Spud cannons?

wbarnhill

Final Approach
Joined
Feb 26, 2005
Messages
7,901
Location
Greenwood, SC
Display Name

Display name:
iEXTERMINATE
I was wondering if anyone has built a spud cannon before, and their experiences with best choice of piping, pressure, etc.

Anyone? :D
 
I've only ever built a small one, but I've known a few friends who have done some crazy stuff with them. With normal fuel PVC is fine, but if you're going to work with more advanced stuff you want to get some kind of metal combustion chamber. I know a guy who tried to use some welding O2 and blew his up. I think it works better if you have a separate combustion chamber and barrel.

The other thing I've seen that's neat is an electric ignition. One guy I know used a gas grill lighter. One more inventive friend got a taser, took it apart, and used it for remote ignition. This is why he didn't die when his gun blew up after the O2 experiment.

Many people tend to forget that air is also required for combustion. We used an old bicycle tire pump to get some air in there, and air compressor is much less work if you've got one.

Many people use hairspray as fuel, I'm more a fan of brake cleaner. I've heard bug spray works alright, but I've never seen it done. As i said, be careful with anything more potent.

Now that I re-read your original post, it seems like you might be interested in an air-powered cannon rather than combustion. I've never tried one of those, just seen it done on Mythbusters.
 
4' long 4" PVC with a piece of 3/4" x 2.5" as a nipple at the closed end. Use a screw on end cap as oppossed to a slide on as the later will not hold during launch.
Or, for more specific instructions refer to: http://www.spudtech.com/
 
Now that I re-read your original post, it seems like you might be interested in an air-powered cannon rather than combustion. I've never tried one of those, just seen it done on Mythbusters.

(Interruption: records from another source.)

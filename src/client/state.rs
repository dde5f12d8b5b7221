//! The image selector state machine.
//!
//! [`UploaderState`] is an immutable snapshot. Every user or transfer event
//! is an [`Action`]; [`UploaderState::reduce`] returns the next snapshot. A
//! rejected action leaves everything untouched except the error banner.

use std::collections::BTreeMap;

use thiserror::Error;

use super::crop::{self, CropError, CropRect, CropWorkspace};
use super::image::{ImageId, ImageStatus, PendingImage, SourceFile};

pub const MAX_IMAGES: usize = 5;
pub const MAX_SELECTED: usize = 5;

#[derive(Debug, Error)]
pub enum SelectorError {
    #[error("You can only upload up to {0} images.")]
    TooManyImages(usize),
    #[error("You have reached the limit of {0} images.")]
    SelectionFull(usize),
    #[error("Upload failed. Please try again.")]
    TransferFailed,
    #[error("no image with id {0}")]
    UnknownImage(ImageId),
    #[error("no crop in progress")]
    NoCropInProgress,
    #[error("Crop failed: {0}")]
    Crop(#[from] CropError),
}

#[derive(Debug, Clone)]
pub enum Action {
    AddImages(Vec<SourceFile>),
    ToggleSelect(ImageId),
    DeleteImage(ImageId),
    Cancel,
    DismissError,
    Progress { id: ImageId, loaded: u64, total: u64 },
    UploadSucceeded(ImageId),
    UploadFailed { id: ImageId, reason: String },
    BeginCrop(ImageId),
    SetAspect(Option<f64>),
    SetCrop(CropRect),
    EndCrop,
}

#[derive(Debug, Clone, Copy, PartialEq, Eq)]
pub struct Limits {
    pub max_images: usize,
    pub max_selected: usize,
}

impl Default for Limits {
    fn default() -> Self {
        Self {
            max_images: MAX_IMAGES,
            max_selected: MAX_SELECTED,
        }
    }
}

#[derive(Debug, Clone, Default)]
pub struct UploaderState {
    limits: Limits,
    images: Vec<PendingImage>,
    selection: Vec<ImageId>,
    progress: BTreeMap<ImageId, f64>,
    failures: BTreeMap<ImageId, String>,
    error: Option<String>,
    crop: Option<CropWorkspace>,
    next_id: u64,
}

impl UploaderState {
    pub fn new() -> Self {
        Self::default()
    }

    pub fn with_limits(limits: Limits) -> Self {
        Self {
            limits,
            ..Self::default()
        }
    }

    pub fn limits(&self) -> Limits {
        self.limits
    }

    pub fn images(&self) -> &[PendingImage] {
        &self.images
    }

    pub fn image(&self, id: ImageId) -> Option<&PendingImage> {
        self.images.iter().find(|img| img.id == id)
    }

    /// Id of the image shown at `position` in the list.
    pub fn id_at(&self, position: usize) -> Option<ImageId> {
        self.images.get(position).map(|img| img.id)
    }

    /// Selected ids in selection order.
    pub fn selection(&self) -> &[ImageId] {
        &self.selection
    }

    pub fn is_selected(&self, id: ImageId) -> bool {
        self.selection.contains(&id)
    }

    pub fn progress(&self, id: ImageId) -> Option<f64> {
        self.progress.get(&id).copied()
    }

    pub fn failure(&self, id: ImageId) -> Option<&str> {
        self.failures.get(&id).map(String::as_str)
    }

    pub fn error(&self) -> Option<&str> {
        self.error.as_deref()
    }

    pub fn crop(&self) -> Option<&CropWorkspace> {
        self.crop.as_ref()
    }

    /// Applies `action` and returns the resulting snapshot.
    pub fn reduce(&self, action: Action) -> UploaderState {
        let mut next = self.clone();
        match next.apply(action) {
            Ok(()) => next,
            Err(err) => {
                let mut unchanged = self.clone();
                unchanged.error = Some(err.to_string());
                unchanged
            }
        }
    }

    fn apply(&mut self, action: Action) -> Result<(), SelectorError> {
        match action {
            Action::AddImages(files) => self.add_images(files),
            Action::ToggleSelect(id) => self.toggle_select(id),
            Action::DeleteImage(id) => self.delete_image(id),
            Action::Cancel => {
                self.selection.clear();
                Ok(())
            }
            Action::DismissError => {
                self.error = None;
                Ok(())
            }
            Action::Progress { id, loaded, total } => {
                self.record_progress(id, loaded, total);
                Ok(())
            }
            Action::UploadSucceeded(id) => {
                if let Some(image) = self.images.iter_mut().find(|img| img.id == id) {
                    image.status = ImageStatus::Uploaded;
                    self.progress.insert(id, 100.0);
                    self.failures.remove(&id);
                }
                Ok(())
            }
            Action::UploadFailed { id, reason } => {
                if self.image(id).is_some() {
                    self.failures.insert(id, reason);
                }
                self.error = Some(SelectorError::TransferFailed.to_string());
                Ok(())
            }
            Action::BeginCrop(id) => {
                self.require(id)?;
                self.crop = Some(CropWorkspace::new(id));
                Ok(())
            }
            Action::SetAspect(aspect) => {
                let workspace = self.crop.as_mut().ok_or(SelectorError::NoCropInProgress)?;
                workspace.aspect = aspect;
                Ok(())
            }
            Action::SetCrop(rect) => self.set_crop(rect),
            Action::EndCrop => {
                self.crop = None;
                Ok(())
            }
        }
    }

    fn require(&self, id: ImageId) -> Result<&PendingImage, SelectorError> {
        self.image(id).ok_or(SelectorError::UnknownImage(id))
    }

    fn add_images(&mut self, files: Vec<SourceFile>) -> Result<(), SelectorError> {
        if self.images.len() + files.len() > self.limits.max_images {
            return Err(SelectorError::TooManyImages(self.limits.max_images));
        }
        for file in files {
            let id = ImageId::new(self.next_id);
            self.next_id += 1;
            self.images.push(PendingImage::new(id, file));
        }
        Ok(())
    }

    fn toggle_select(&mut self, id: ImageId) -> Result<(), SelectorError> {
        self.require(id)?;
        if let Some(pos) = self.selection.iter().position(|s| *s == id) {
            self.selection.remove(pos);
        } else if self.selection.len() >= self.limits.max_selected {
            return Err(SelectorError::SelectionFull(self.limits.max_selected));
        } else {
            self.selection.push(id);
        }
        self.error = None;
        Ok(())
    }

    fn delete_image(&mut self, id: ImageId) -> Result<(), SelectorError> {
        self.require(id)?;
        self.images.retain(|img| img.id != id);
        self.selection.retain(|s| *s != id);
        self.progress.remove(&id);
        self.failures.remove(&id);
        if self.crop.as_ref().map(|c| c.target) == Some(id) {
            self.crop = None;
        }
        Ok(())
    }

    /// Progress only moves forward; ticks for unknown images are dropped.
    fn record_progress(&mut self, id: ImageId, loaded: u64, total: u64) {
        if self.image(id).is_none() || total == 0 {
            return;
        }
        let pct = (loaded as f64 / total as f64 * 100.0).clamp(0.0, 100.0);
        let entry = self.progress.entry(id).or_insert(0.0);
        if pct > *entry {
            *entry = pct;
        }
    }

    fn set_crop(&mut self, rect: CropRect) -> Result<(), SelectorError> {
        let workspace = self.crop.as_ref().ok_or(SelectorError::NoCropInProgress)?;
        let rect = rect.constrained(workspace.aspect);
        let source = self.require(workspace.target)?.file.bytes.clone();
        let rendered = crop::rasterize(&source, rect)?;

        if let Some(workspace) = self.crop.as_mut() {
            workspace.rect = Some(rect);
            workspace.result = Some(rendered);
        }
        Ok(())
    }
}
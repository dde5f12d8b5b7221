use std::{fmt, sync::Arc};

use base64::{engine::general_purpose::STANDARD, Engine as _};
use bytes::Bytes;

/// Stable identity of a pending image, assigned once at creation.
#[derive(Debug, Clone, Copy, PartialEq, Eq, PartialOrd, Ord, Hash)]
pub struct ImageId(u64);

impl ImageId {
    pub(crate) fn new(raw: u64) -> Self {
        Self(raw)
    }

    pub fn get(self) -> u64 {
        self.0
    }
}

impl fmt::Display for ImageId {
    fn fmt(&self, f: &mut fmt::Formatter<'_>) -> fmt::Result {
        write!(f, "img-{}", self.0)
    }
}

/// A file handed to the selector: name, declared MIME type and contents.
#[derive(Debug, Clone, PartialEq, Eq)]
pub struct SourceFile {
    pub name: String,
    pub mime: String,
    pub bytes: Bytes,
}

impl SourceFile {
    pub fn new(name: impl Into<String>, mime: impl Into<String>, bytes: impl Into<Bytes>) -> Self {
        Self {
            name: name.into(),
            mime: mime.into(),
            bytes: bytes.into(),
        }
    }

    pub fn size(&self) -> u64 {
        self.bytes.len() as u64
    }
}

#[derive(Debug, Clone, Copy, PartialEq, Eq)]
pub enum ImageStatus {
    Pending,
    Uploaded,
}

#[derive(Debug, Clone)]
pub struct PendingImage {
    pub id: ImageId,
    pub file: SourceFile,
    pub preview_url: Arc<str>,
    pub status: ImageStatus,
}

impl PendingImage {
    pub(crate) fn new(id: ImageId, file: SourceFile) -> Self {
        let preview_url = data_url(&file.mime, &file.bytes).into();
        Self {
            id,
            file,
            preview_url,
            status: ImageStatus::Pending,
        }
    }

    /// Size in MiB with two decimals, e.g. `"1.50"`.
    pub fn size_label(&self) -> String {
        format!("{:.2}", self.file.size() as f64 / (1024.0 * 1024.0))
    }
}

pub fn data_url(mime: &str, bytes: &[u8]) -> String {
    format!("data:{};base64,{}", mime, STANDARD.encode(bytes))
}

#[cfg(test)]
mod tests {
    use super::*;

    #[test]
    fn preview_is_a_data_url_of_the_contents() {
        let image = PendingImage::new(
            ImageId::new(7),
            SourceFile::new("a.png", "image/png", vec![1u8, 2, 3]),
        );
        assert_eq!(&*image.preview_url, "data:image/png;base64,AQID");
        assert_eq!(image.status, ImageStatus::Pending);
        assert_eq!(image.id.to_string(), "img-7");
    }

    #[test]
    fn size_label_is_mebibytes() {
        let image = PendingImage::new(
            ImageId::new(0),
            SourceFile::new("b.jpg", "image/jpeg", vec![0u8; 1_572_864]),
        );
        assert_eq!(image.size_label(), "1.50");
    }
}
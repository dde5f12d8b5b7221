use std::{path::PathBuf, process::ExitCode};

use clap::Parser;
use image_uploader::client::{
    dropzone::mime_from_name, Action, CropRect, HttpTransport, ImageId, ImageStatus, SourceFile,
    Uploader, UploaderState,
};
use tracing::error;
use tracing_subscriber::{layer::SubscriberExt, util::SubscriberInitExt, EnvFilter};

#[derive(Debug, Parser)]
#[command(name = "image-upload", about = "Select up to five images and upload them")]
struct Args {
    /// Base URL of the upload receiver.
    #[arg(long, default_value = "http://localhost:5000")]
    endpoint: String,
    /// Positions (0-based) of the images to upload; all accepted files when omitted.
    #[arg(long = "select", value_delimiter = ',')]
    select: Vec<usize>,
    /// Crop rectangle `X,Y,W,H` applied to the first image as a preview.
    #[arg(long, value_parser = parse_rect)]
    crop: Option<CropRect>,
    /// Where the crop preview PNG is written.
    #[arg(long, requires = "crop")]
    crop_out: Option<PathBuf>,
    #[arg(required = true)]
    files: Vec<PathBuf>,
}

fn parse_rect(raw: &str) -> Result<CropRect, String> {
    let parts: Vec<u32> = raw
        .split(',')
        .map(|p| p.trim().parse::<u32>())
        .collect::<Result<_, _>>()
        .map_err(|e| format!("invalid crop rectangle {raw:?}: {e}"))?;
    match parts.as_slice() {
        [x, y, w, h] => Ok(CropRect::new(*x, *y, *w, *h)),
        _ => Err(format!("crop rectangle needs four values, got {raw:?}")),
    }
}

/// Maps `--select` positions to image ids. Repeated positions count once;
/// a position with no image behind it is an error.
fn resolve_selection(state: &UploaderState, positions: &[usize]) -> Result<Vec<ImageId>, String> {
    if positions.is_empty() {
        return Ok(state.images().iter().map(|img| img.id).collect());
    }

    let mut ids = Vec::with_capacity(positions.len());
    for pos in positions {
        let id = state.id_at(*pos).ok_or_else(|| {
            format!(
                "no image at position {} ({} accepted)",
                pos,
                state.images().len()
            )
        })?;
        if !ids.contains(&id) {
            ids.push(id);
        }
    }
    Ok(ids)
}

/// One line per selected image plus whether any of them did not make it.
fn summarize(state: &UploaderState) -> (Vec<String>, bool) {
    let mut lines = Vec::new();
    let mut failed = false;
    for image in state.images().iter().filter(|img| state.is_selected(img.id)) {
        let line = match (image.status, state.failure(image.id)) {
            (ImageStatus::Uploaded, _) => {
                format!("{} ({} MB): Upload success!", image.file.name, image.size_label())
            }
            (ImageStatus::Pending, reason) => {
                failed = true;
                format!(
                    "{} ({} MB): {}",
                    image.file.name,
                    image.size_label(),
                    reason.unwrap_or("not uploaded")
                )
            }
        };
        lines.push(line);
    }
    (lines, failed)
}

fn exit_code(failed: bool) -> ExitCode {
    if failed {
        ExitCode::FAILURE
    } else {
        ExitCode::SUCCESS
    }
}

async fn read_files(paths: &[PathBuf]) -> std::io::Result<Vec<SourceFile>> {
    let mut files = Vec::with_capacity(paths.len());
    for path in paths {
        let bytes = tokio::fs::read(path).await?;
        let name = path
            .file_name()
            .map(|n| n.to_string_lossy().into_owned())
            .unwrap_or_else(|| path.display().to_string());
        let mime = mime_from_name(&name);
        files.push(SourceFile::new(name, mime, bytes));
    }
    Ok(files)
}

#[tokio::main]
async fn main() -> ExitCode {
    tracing_subscriber::registry()
        .with(EnvFilter::try_from_default_env().unwrap_or_else(|_| EnvFilter::new("warn")))
        .with(tracing_subscriber::fmt::layer().with_writer(std::io::stderr))
        .init();

    let args = Args::parse();
    let files = match read_files(&args.files).await {
        Ok(files) => files,
        Err(err) => {
            error!(error = %err, "failed to read input files");
            return ExitCode::FAILURE;
        }
    };

    let mut uploader = Uploader::new(HttpTransport::new(&args.endpoint));
    for rejected in uploader.drop_files(files) {
        println!("skipped {}: {:?}", rejected.file.name, rejected.reasons);
    }
    if let Some(message) = uploader.state().error() {
        println!("{}", message);
        return ExitCode::FAILURE;
    }

    let ids = match resolve_selection(uploader.state(), &args.select) {
        Ok(ids) if ids.is_empty() => {
            println!("nothing to upload");
            return ExitCode::FAILURE;
        }
        Ok(ids) => ids,
        Err(message) => {
            println!("{}", message);
            return ExitCode::FAILURE;
        }
    };
    for id in ids {
        uploader.dispatch(Action::ToggleSelect(id));
    }

    if let (Some(rect), Some(first)) = (args.crop, uploader.state().id_at(0)) {
        uploader.dispatch(Action::BeginCrop(first));
        uploader.dispatch(Action::SetAspect(None));
        let state = uploader.dispatch(Action::SetCrop(rect));
        match (state.crop().and_then(|c| c.result.as_ref()), &args.crop_out) {
            (Some(result), Some(out)) => {
                if let Err(err) = tokio::fs::write(out, &result.png).await {
                    error!(error = %err, path = %out.display(), "failed to write crop preview");
                } else {
                    println!(
                        "crop preview {}x{} written to {}",
                        result.width,
                        result.height,
                        out.display()
                    );
                }
            }
            (Some(result), None) => println!("crop preview {}x{}", result.width, result.height),
            (None, _) => println!("{}", state.error().unwrap_or("crop failed")),
        }
        uploader.dispatch(Action::EndCrop);
    }

    uploader.upload().await;

    let state = uploader.state();
    let (lines, failed) = summarize(state);
    for line in lines {
        println!("{}", line);
    }
    if let Some(message) = state.error() {
        println!("{}", message);
    }

    exit_code(failed)
}
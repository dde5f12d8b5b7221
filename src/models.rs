use serde::{Deserialize, Serialize};

pub const UPLOAD_SUCCESS_MESSAGE: &str = "File uploaded successfully";
pub const UPLOAD_FAILED_MESSAGE: &str = "Upload failed";
pub const MISSING_IMAGE_MESSAGE: &str = "No image field in request";

#[derive(Debug, Clone, PartialEq, Eq, Serialize, Deserialize)]
pub struct UploadResponse {
    pub message: String,
}

impl UploadResponse {
    pub fn success() -> Self {
        Self {
            message: UPLOAD_SUCCESS_MESSAGE.to_string(),
        }
    }
}

#[derive(Debug, Clone, PartialEq, Eq, Serialize, Deserialize)]
pub struct ErrorResponse {
    pub error: String,
}

impl ErrorResponse {
    pub fn new(error: &str) -> Self {
        Self {
            error: error.to_string(),
        }
    }
}
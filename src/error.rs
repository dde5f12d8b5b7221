use axum::{
    extract::multipart::MultipartError,
    http::StatusCode,
    response::{IntoResponse, Response},
    Json,
};
use thiserror::Error;
use tracing::error;

use crate::models::{ErrorResponse, MISSING_IMAGE_MESSAGE, UPLOAD_FAILED_MESSAGE};

#[derive(Debug, Error)]
pub enum ConfigError {
    #[error("invalid value {value:?} for {name}")]
    InvalidValue { name: &'static str, value: String },
}

/// Failures while handling `POST /api/upload`.
///
/// Everything except `MissingImage` is a receiver fault and is reported to
/// the caller as an opaque 500.
#[derive(Debug, Error)]
pub enum ReceiveError {
    #[error("multipart stream error: {0}")]
    Multipart(#[from] MultipartError),
    #[error("i/o error: {0}")]
    Io(#[from] std::io::Error),
    #[error("unexpected file field {0:?}")]
    UnexpectedField(String),
    #[error("could not allocate a unique file name")]
    NameExhausted,
    #[error("request carried no image field")]
    MissingImage,
}

impl ReceiveError {
    pub fn status(&self) -> StatusCode {
        match self {
            ReceiveError::MissingImage => StatusCode::BAD_REQUEST,
            _ => StatusCode::INTERNAL_SERVER_ERROR,
        }
    }
}

impl IntoResponse for ReceiveError {
    fn into_response(self) -> Response {
        let status = self.status();
        let body = match self {
            ReceiveError::MissingImage => ErrorResponse::new(MISSING_IMAGE_MESSAGE),
            other => {
                error!(error = %other, "Error uploading file");
                ErrorResponse::new(UPLOAD_FAILED_MESSAGE)
            }
        };
        (status, Json(body)).into_response()
    }
}

#[cfg(test)]
mod tests {
    use super::*;

    #[test]
    fn only_missing_image_is_a_client_error() {
        assert_eq!(ReceiveError::MissingImage.status(), StatusCode::BAD_REQUEST);
        assert_eq!(
            ReceiveError::UnexpectedField("avatar".into()).status(),
            StatusCode::INTERNAL_SERVER_ERROR
        );
        let io = std::io::Error::new(std::io::ErrorKind::NotFound, "uploads/");
        assert_eq!(
            ReceiveError::from(io).status(),
            StatusCode::INTERNAL_SERVER_ERROR
        );
    }
}
pub mod client;
pub mod config;
pub mod error;
pub mod models;
pub mod receiver;

pub use config::ReceiverConfig;
pub use error::{ConfigError, ReceiveError};
pub use receiver::{build_router, IMAGE_FIELD, UPLOAD_ROUTE};
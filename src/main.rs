use std::{error::Error, net::SocketAddr};

use axum::Router;
use dotenv::dotenv;
use image_uploader::{build_router, ReceiverConfig};
use tokio::fs;
use tracing::{error, info};
use tracing_subscriber::{layer::SubscriberExt, util::SubscriberInitExt, EnvFilter};

fn init_tracing(log_json: bool) {
    let filter = EnvFilter::try_from_default_env().unwrap_or_else(|_| EnvFilter::new("info"));
    if log_json {
        tracing_subscriber::registry()
            .with(filter)
            .with(tracing_subscriber::fmt::layer().json())
            .init();
    } else {
        tracing_subscriber::registry()
            .with(filter)
            .with(tracing_subscriber::fmt::layer())
            .init();
    }
}

async fn run(app: Router, port: u16) -> Result<(), Box<dyn Error>> {
    let addr = SocketAddr::from(([0, 0, 0, 0], port));
    let server = axum::Server::try_bind(&addr)?
        .serve(app.into_make_service())
        .with_graceful_shutdown(async {
            if let Err(err) = tokio::signal::ctrl_c().await {
                error!(error = %err, "failed to listen for shutdown signal");
            }
        });

    info!("Server listening on port {}", port);
    server.await?;
    Ok(())
}

#[tokio::main]
async fn main() -> Result<(), Box<dyn Error>> {
    drop(dotenv());

    let config = ReceiverConfig::from_env()?;
    init_tracing(config.log_json);

    fs::create_dir_all(&config.uploads_dir).await?;

    let port = config.port;
    run(build_router(config), port).await?;
    Ok(())
}
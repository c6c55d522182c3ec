/// Data structures and traits for show catalog retrieval.
///
/// This module provides structures to represent the catalog entries
/// returned by an external show database, as well as the trait for
/// implementing catalog providers.
mod tvmaze;
mod tvmaze_types;

pub use tvmaze::TvMazeCatalog;

use thiserror::Error;

/// Errors that can occur while fetching the show catalog.
#[derive(Debug, Error)]
pub enum FetchError {
    /// The request to the catalog provider could not be completed
    #[error("Request failed: {0}")]
    Request(String),

    /// The provider answered with a non-success HTTP status
    #[error("Unexpected response: HTTP {code} {reason}")]
    Status {
        /// Numeric HTTP status code
        code: u16,
        /// Canonical reason phrase for the status
        reason: String,
    },

    /// Failed to parse the provider's JSON response
    #[error("Failed to parse API response: {0}")]
    Parse(String),
}

/// Poster URLs attached to a show record.
#[derive(Debug, Clone, PartialEq)]
pub struct ImageSet {
    /// URL of the medium resolution poster
    pub medium: Option<String>,
    /// URL of the original resolution poster
    pub original: Option<String>,
}

/// A single catalog entry describing a television show.
///
/// Records are immutable once parsed from the provider's response, and
/// the `id` is unique within one fetched catalog.
#[derive(Debug, Clone, PartialEq)]
pub struct ShowRecord {
    /// Identifier assigned by the catalog source
    pub id: u32,
    /// Display title of the show
    pub name: String,
    /// Description as delivered by the source, HTML tags included
    pub summary: Option<String>,
    /// Poster URLs, if the source provides any
    pub image: Option<ImageSet>,
    /// Genre labels in source order
    pub genres: Vec<String>,
    /// Airing status such as "Running" or "Ended"
    pub status: Option<String>,
    /// Average rating on the source's scale
    pub rating: Option<f64>,
    /// Episode runtime in minutes
    pub runtime: Option<u32>,
}

/// Trait for providers that can fetch the full show catalog.
///
/// Implementors of this trait retrieve the complete set of catalog
/// entries from an external source such as TVMaze. Narrowing the result
/// happens on the caller's side; providers always return everything the
/// source's catalog endpoint offers.
pub trait CatalogProvider {
    /// Fetches every show the provider's catalog endpoint returns.
    ///
    /// # Returns
    ///
    /// A Result containing the fetched records in the order the source
    /// returned them, or a FetchError. Callers must not rely on any
    /// particular sorting.
    fn fetch_all(&self) -> Result<Vec<ShowRecord>, FetchError>;
}
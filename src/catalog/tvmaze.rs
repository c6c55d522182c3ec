/// TVMaze catalog provider implementation.
use super::tvmaze_types::{TvMazeSearchResult, TvMazeShow};
use super::{CatalogProvider, FetchError, ImageSet, ShowRecord};

/// The fixed query parameter used to request the full catalog.
const CATALOG_QUERY: &str = "all";

/// Catalog provider for the TVMaze API.
///
/// This provider fetches the show catalog from https://api.tvmaze.com
/// using the search endpoint with a fixed catch-all query.
pub struct TvMazeCatalog {
    client: reqwest::blocking::Client,
    base_url: String,
}

impl TvMazeCatalog {
    /// Creates a new TVMaze catalog provider instance.
    pub fn new() -> Self {
        Self::with_base_url("https://api.tvmaze.com")
    }

    /// Creates a provider that talks to a different host.
    ///
    /// Mainly useful for pointing the client at a local mock server in
    /// tests.
    pub fn with_base_url(base_url: impl Into<String>) -> Self {
        Self {
            client: reqwest::blocking::Client::new(),
            base_url: base_url.into(),
        }
    }

    /// Converts a TVMaze show payload to our internal ShowRecord structure.
    fn convert_show(tvmaze_show: TvMazeShow) -> ShowRecord {
        ShowRecord {
            id: tvmaze_show.id,
            name: tvmaze_show.name,
            summary: tvmaze_show.summary,
            image: tvmaze_show.image.map(|image| ImageSet {
                medium: image.medium,
                original: image.original,
            }),
            genres: tvmaze_show.genres,
            status: tvmaze_show.status,
            rating: tvmaze_show.rating.and_then(|rating| rating.average),
            runtime: tvmaze_show.runtime,
        }
    }
}

impl CatalogProvider for TvMazeCatalog {
    fn fetch_all(&self) -> Result<Vec<ShowRecord>, FetchError> {
        // Build the API URL
        let url = format!("{}/search/shows", self.base_url);

        // Make the HTTP request with the catch-all query parameter
        let response = self
            .client
            .get(&url)
            .query(&[("q", CATALOG_QUERY)])
            .send()
            .map_err(|e| FetchError::Request(e.to_string()))?;

        // Ensure the request was successful
        if !response.status().is_success() {
            return Err(FetchError::Status {
                code: response.status().as_u16(),
                reason: response
                    .status()
                    .canonical_reason()
                    .unwrap_or("Unknown")
                    .to_string(),
            });
        }

        // Parse the JSON response
        let results: Vec<TvMazeSearchResult> = response
            .json()
            .map_err(|e| FetchError::Parse(e.to_string()))?;

        // Unwrap the envelopes, keeping the source order
        Ok(results
            .into_iter()
            .map(|envelope| Self::convert_show(envelope.show))
            .collect())
    }
}

#[cfg(test)]
mod tests {
    use super::*;

    #[test]
    fn test_convert_show_maps_all_fields() {
        let payload = r#"{
            "id": 139,
            "name": "Girls",
            "summary": "<p>This Emmy winning series is a comic look at the assorted humiliations of a group of girls in their 20s.</p>",
            "genres": ["Drama", "Romance"],
            "status": "Ended",
            "runtime": 30,
            "rating": {"average": 6.6},
            "image": {
                "medium": "https://static.tvmaze.com/uploads/images/medium_portrait/31/78286.jpg",
                "original": "https://static.tvmaze.com/uploads/images/original_untouched/31/78286.jpg"
            }
        }"#;
        let show: TvMazeShow = serde_json::from_str(payload).unwrap();

        let record = TvMazeCatalog::convert_show(show);

        assert_eq!(record.id, 139);
        assert_eq!(record.name, "Girls");
        assert!(record.summary.unwrap().starts_with("<p>"));
        assert_eq!(record.genres, vec!["Drama", "Romance"]);
        assert_eq!(record.status.as_deref(), Some("Ended"));
        assert_eq!(record.rating, Some(6.6));
        assert_eq!(record.runtime, Some(30));
        let image = record.image.unwrap();
        assert!(image.medium.unwrap().contains("medium_portrait"));
        assert!(image.original.unwrap().contains("original_untouched"));
    }

    #[test]
    fn test_convert_show_handles_absent_optionals() {
        let payload = r#"{
            "id": 66,
            "name": "The Amazing Race",
            "summary": null,
            "genres": [],
            "status": null,
            "runtime": null,
            "rating": {"average": null},
            "image": null
        }"#;
        let show: TvMazeShow = serde_json::from_str(payload).unwrap();

        let record = TvMazeCatalog::convert_show(show);

        assert_eq!(record.id, 66);
        assert_eq!(record.summary, None);
        assert_eq!(record.image, None);
        assert!(record.genres.is_empty());
        assert_eq!(record.status, None);
        assert_eq!(record.rating, None);
        assert_eq!(record.runtime, None);
    }

    #[test]
    fn test_envelope_array_parses_and_keeps_order() {
        let payload = r#"[
            {"score": 0.9, "show": {"id": 3, "name": "Zeta"}},
            {"score": 0.8, "show": {"id": 1, "name": "Alpha"}},
            {"score": 0.7, "show": {"id": 2, "name": "Azure"}}
        ]"#;
        let results: Vec<TvMazeSearchResult> = serde_json::from_str(payload).unwrap();

        let names: Vec<String> = results
            .into_iter()
            .map(|envelope| TvMazeCatalog::convert_show(envelope.show).name)
            .collect();

        assert_eq!(names, vec!["Zeta", "Alpha", "Azure"]);
    }
}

Yeah, I'm wanting to stay away from combustion, just in case. :D
 
I didn't build a spud cannon but I did built a tiny cannon out of one-inch steel pipe that shot marbles. A few firecrackers were used as propellant. It worked great!
 
I didn't build a spud cannon but I did built a tiny cannon out of one-inch steel pipe that shot marbles. A few firecrackers were used as propellant. It worked great!
Don't upgrade the propellant to cherry bombs. :hairraise::hairraise:

-Skip
 
My Brother used to work building rose floats for Cal Poly. They has this old cas cylinder (can't remember the size of it) that was out of hydro. The thing had an ID about the size of a coke can. So some brilliant engineer decided to cut off the bottom, attached an acetelyne fitting on the bottom, and plugged in a can of frosen water with enough tape to make a tight fit.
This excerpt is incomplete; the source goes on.